Dans ses images en noir et blanc, le film présente de beaux endroits où Cocteau a travaillé et vécu, comme dans le sud de la France. Il présente également ses dessins. Illustrations très influencées par la mythologie grecque. Révélant des parties de lui-même; ce qui va dans le sens de ce qu’il a toujours dit. Que même si un ou une artiste fait de la peinture, du cinéma, du théâtre ou de la poésie, il ou elle dépeint toujours son propre autoportrait.

Et à travers d’astucieux effets spéciaux tels que des séquences de films inversés, Cocteau fait tout pour nous épater. Même chose avec la musique. Pour la bande sonore, George Auric participe à cette dernière aventure. Aux côtés d’autres grands compositeurs classiques comme Wagner, Bach, Haendel et d’autres ; dont les compositions ont été utilisées pour certaines scènes poétiques et tragiques. De nombreux moments émouvants qui restent dans le cœur des spectateurs. Comme la rencontre entre Jean Cocteau et Œdipe, joué par Jean Marais. La muse du poète, son âme sœur. Fait d’une manière très particulière; faisant référence à la façon dont ils se sont rencontrés pour la première fois.

Et puis il y a ce moment ; le plus choquant.

Où Minerve poignarde Jean Cocteau dans le dos avec une lance. Un moment très difficile à filmer car apparemment, d’après ce que j’ai lu, Cocteau a insisté pour ne pas être doublé par un cascadeur.
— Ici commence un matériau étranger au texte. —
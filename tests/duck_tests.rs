#![cfg(feature = "duckdb")]

use std::fs;
use std::path::PathBuf;

use cellpipe::duck::DuckEngine;
use cellpipe::engine::{execute_with_retry, Engine, MAIN_VIEW_ROW_LIMIT, PREVIEW_ROW_LIMIT};
use cellpipe::fragment::{
    Aggregate, CellParams, DedupeKey, DedupeReport, FilterOp, FilterValue, SortDirection,
};
use cellpipe::pipeline::Pipeline;
use rust_decimal::Decimal;

fn write_csv(name: &str, contents: &str) -> PathBuf {
    let mut path = std::env::temp_dir();
    path.push(format!("cellpipe_{}_{}.csv", name, std::process::id()));
    fs::write(&path, contents).unwrap();
    path
}

/// 10 rows over columns a,b with 3 duplicate a-values and 2 exact
/// duplicate rows.
const SALES: &str = "\
a,b
1,x
2,y
3,z
4,x
5,y
6,z
7,x
1,x
2,q
3,q
";

fn engine_with(table: &str, csv: &str, name: &str) -> DuckEngine {
    let path = write_csv(name, csv);
    let mut engine = DuckEngine::in_memory().unwrap();
    engine.register_csv(table, &path).unwrap();
    engine
}

fn resolve(pipeline: &mut Pipeline, engine: &mut DuckEngine) {
    pipeline.resolve(engine, |_, _| {}).unwrap();
}

fn row_count(engine: &mut DuckEngine, query: &str) -> usize {
    execute_with_retry(engine, query, MAIN_VIEW_ROW_LIMIT)
        .unwrap()
        .row_count
}

fn source(table: &str) -> CellParams {
    CellParams::Source {
        table: table.to_string(),
    }
}

#[test]
fn test_dedupe_by_column_keeps_one_row_per_value() {
    let mut engine = engine_with("sales", SALES, "dedupe_col");
    let mut pipeline = Pipeline::new(source("sales")).unwrap();
    pipeline.push(CellParams::Deduplicate {
        key: DedupeKey::Column("a".to_string()),
    });
    resolve(&mut pipeline, &mut engine);

    let total = row_count(&mut engine, pipeline.cumulative(0).unwrap());
    let current = row_count(&mut engine, pipeline.cumulative(1).unwrap());
    let report = DedupeReport::new(total, current);

    assert_eq!(report.table_rows, 10);
    assert_eq!(report.current_rows, 7);
    assert_eq!(report.duplicates_removed, 3);
    assert_eq!(report.current_rows + report.duplicates_removed, report.table_rows);
}

#[test]
fn test_dedupe_full_rows_removes_exact_duplicates_and_is_idempotent() {
    let mut engine = engine_with("sales", SALES, "dedupe_full");
    let mut pipeline = Pipeline::new(source("sales")).unwrap();
    pipeline.push(CellParams::Deduplicate {
        key: DedupeKey::FullRows,
    });
    pipeline.push(CellParams::Deduplicate {
        key: DedupeKey::FullRows,
    });
    resolve(&mut pipeline, &mut engine);

    // One exact duplicate row (1,x) in the fixture.
    let once = row_count(&mut engine, pipeline.cumulative(1).unwrap());
    let twice = row_count(&mut engine, pipeline.cumulative(2).unwrap());
    assert_eq!(once, 9);
    assert_eq!(twice, once);
}

#[test]
fn test_dedupe_on_empty_upstream_yields_zero_rows() {
    let mut engine = engine_with("sales", SALES, "dedupe_empty");
    let mut pipeline = Pipeline::new(source("sales")).unwrap();
    pipeline.push(CellParams::Filter {
        column: "a".to_string(),
        op: FilterOp::Gt,
        value: FilterValue::Number(Decimal::from(1000)),
    });
    pipeline.push(CellParams::Deduplicate {
        key: DedupeKey::FullRows,
    });
    resolve(&mut pipeline, &mut engine);

    assert_eq!(row_count(&mut engine, pipeline.cumulative(2).unwrap()), 0);
}

#[test]
fn test_filter_result_is_a_subset() {
    let mut engine = engine_with("sales", SALES, "filter_subset");
    let mut pipeline = Pipeline::new(source("sales")).unwrap();
    pipeline.push(CellParams::Filter {
        column: "b".to_string(),
        op: FilterOp::Eq,
        value: FilterValue::Text("x".to_string()),
    });
    resolve(&mut pipeline, &mut engine);

    let all = row_count(&mut engine, pipeline.cumulative(0).unwrap());
    let filtered = row_count(&mut engine, pipeline.cumulative(1).unwrap());
    assert!(filtered <= all);
    assert_eq!(filtered, 4);
}

#[test]
fn test_sort_after_pivot_executes() {
    let mut engine = engine_with("sales", SALES, "pivot_sort");
    let mut pipeline = Pipeline::new(source("sales")).unwrap();
    pipeline.push(CellParams::Pivot {
        on: "b".to_string(),
        value: "a".to_string(),
        aggregate: Aggregate::Sum,
        group_by: vec![],
    });
    pipeline.push(CellParams::Sort {
        column: "x".to_string(),
        direction: SortDirection::Descending,
    });
    resolve(&mut pipeline, &mut engine);

    let result = execute_with_retry(
        &mut engine,
        pipeline.cumulative(2).unwrap(),
        PREVIEW_ROW_LIMIT,
    )
    .unwrap();
    assert!(result.columns.iter().any(|c| c == "x"));
}

#[test]
fn test_derive_then_drop_round_trip() {
    let mut engine = engine_with("sales", SALES, "derive_drop");
    let mut pipeline = Pipeline::new(source("sales")).unwrap();
    pipeline.push(CellParams::DeriveColumn {
        name: "doubled".to_string(),
        expression: "a * 2".to_string(),
    });
    pipeline.push(CellParams::DropColumns {
        columns: vec!["b".to_string()],
    });
    resolve(&mut pipeline, &mut engine);

    let result = execute_with_retry(
        &mut engine,
        pipeline.cumulative(2).unwrap(),
        PREVIEW_ROW_LIMIT,
    )
    .unwrap();
    assert!(result.columns.iter().any(|c| c == "doubled"));
    assert!(!result.columns.iter().any(|c| c == "b"));
}

#[test]
fn test_raw_query_reads_from_prior() {
    let mut engine = engine_with("sales", SALES, "raw");
    let mut pipeline = Pipeline::new(source("sales")).unwrap();
    pipeline.push(CellParams::RawQuery {
        text: "SELECT count(*) AS n FROM prior".to_string(),
    });
    resolve(&mut pipeline, &mut engine);

    let result = execute_with_retry(
        &mut engine,
        pipeline.cumulative(1).unwrap(),
        PREVIEW_ROW_LIMIT,
    )
    .unwrap();
    assert_eq!(result.row_count, 1);
}

#[test]
fn test_truncation_flag_reports_the_cap() {
    let mut engine = engine_with("sales", SALES, "truncate_flag");
    let mut pipeline = Pipeline::new(source("sales")).unwrap();
    resolve(&mut pipeline, &mut engine);

    let result = execute_with_retry(&mut engine, pipeline.cumulative(0).unwrap(), 4).unwrap();
    assert_eq!(result.row_count, 4);
    assert!(result.truncated);
}

#[test]
fn test_disconnected_engine_reports_not_ready() {
    let mut engine = DuckEngine::new();
    assert!(engine.execute("SELECT 1", 1).is_err());
    engine.connect().unwrap();
    assert!(engine.execute("SELECT 1", 1).is_ok());
    engine.disconnect();
    assert!(engine.execute("SELECT 1", 1).is_err());
}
Il voulait recevoir la lance au moment où elle le frappait. Une cascade qui a rendu tout le monde nerveux tant il était fragile et vulnérable. Pourtant, il a fait la scène; et ce moment est l’un des plus époustouflants de la filmographie du réalisateur.

Au final, ce film permet à Jean Cocteau de rendre hommage à ses amis, mais aussi de confronter ses détracteurs. Tout ce qu’ils prétendaient à son sujet ; tout ce dont de quoi ils l’ont accusé; et comment il s’est toujours senti mal accueilli sur cette Terre en raison de la cruauté qu’il a subie dans sa vie.

En tant que tel, bien qu’il ne suive pas une intrigue dramatique, il s’agit d’une rétrospective métaphysique d’un poète. Qui sait que le film que nous voyons ici est son dernier. Sa chance de faire ses adieux à tous ceux qui ont vu ses films et ses pièces.

Un beau chant du cygne pour un homme que la presse française et les cliques intellectuelles de l’époque ont toujours traité de vilain petit canard. Alors que le reste du monde le vénérait, influençant des artistes comme Clive Barker et David Lynch ; dont la filmographie a de multiples références au poète français.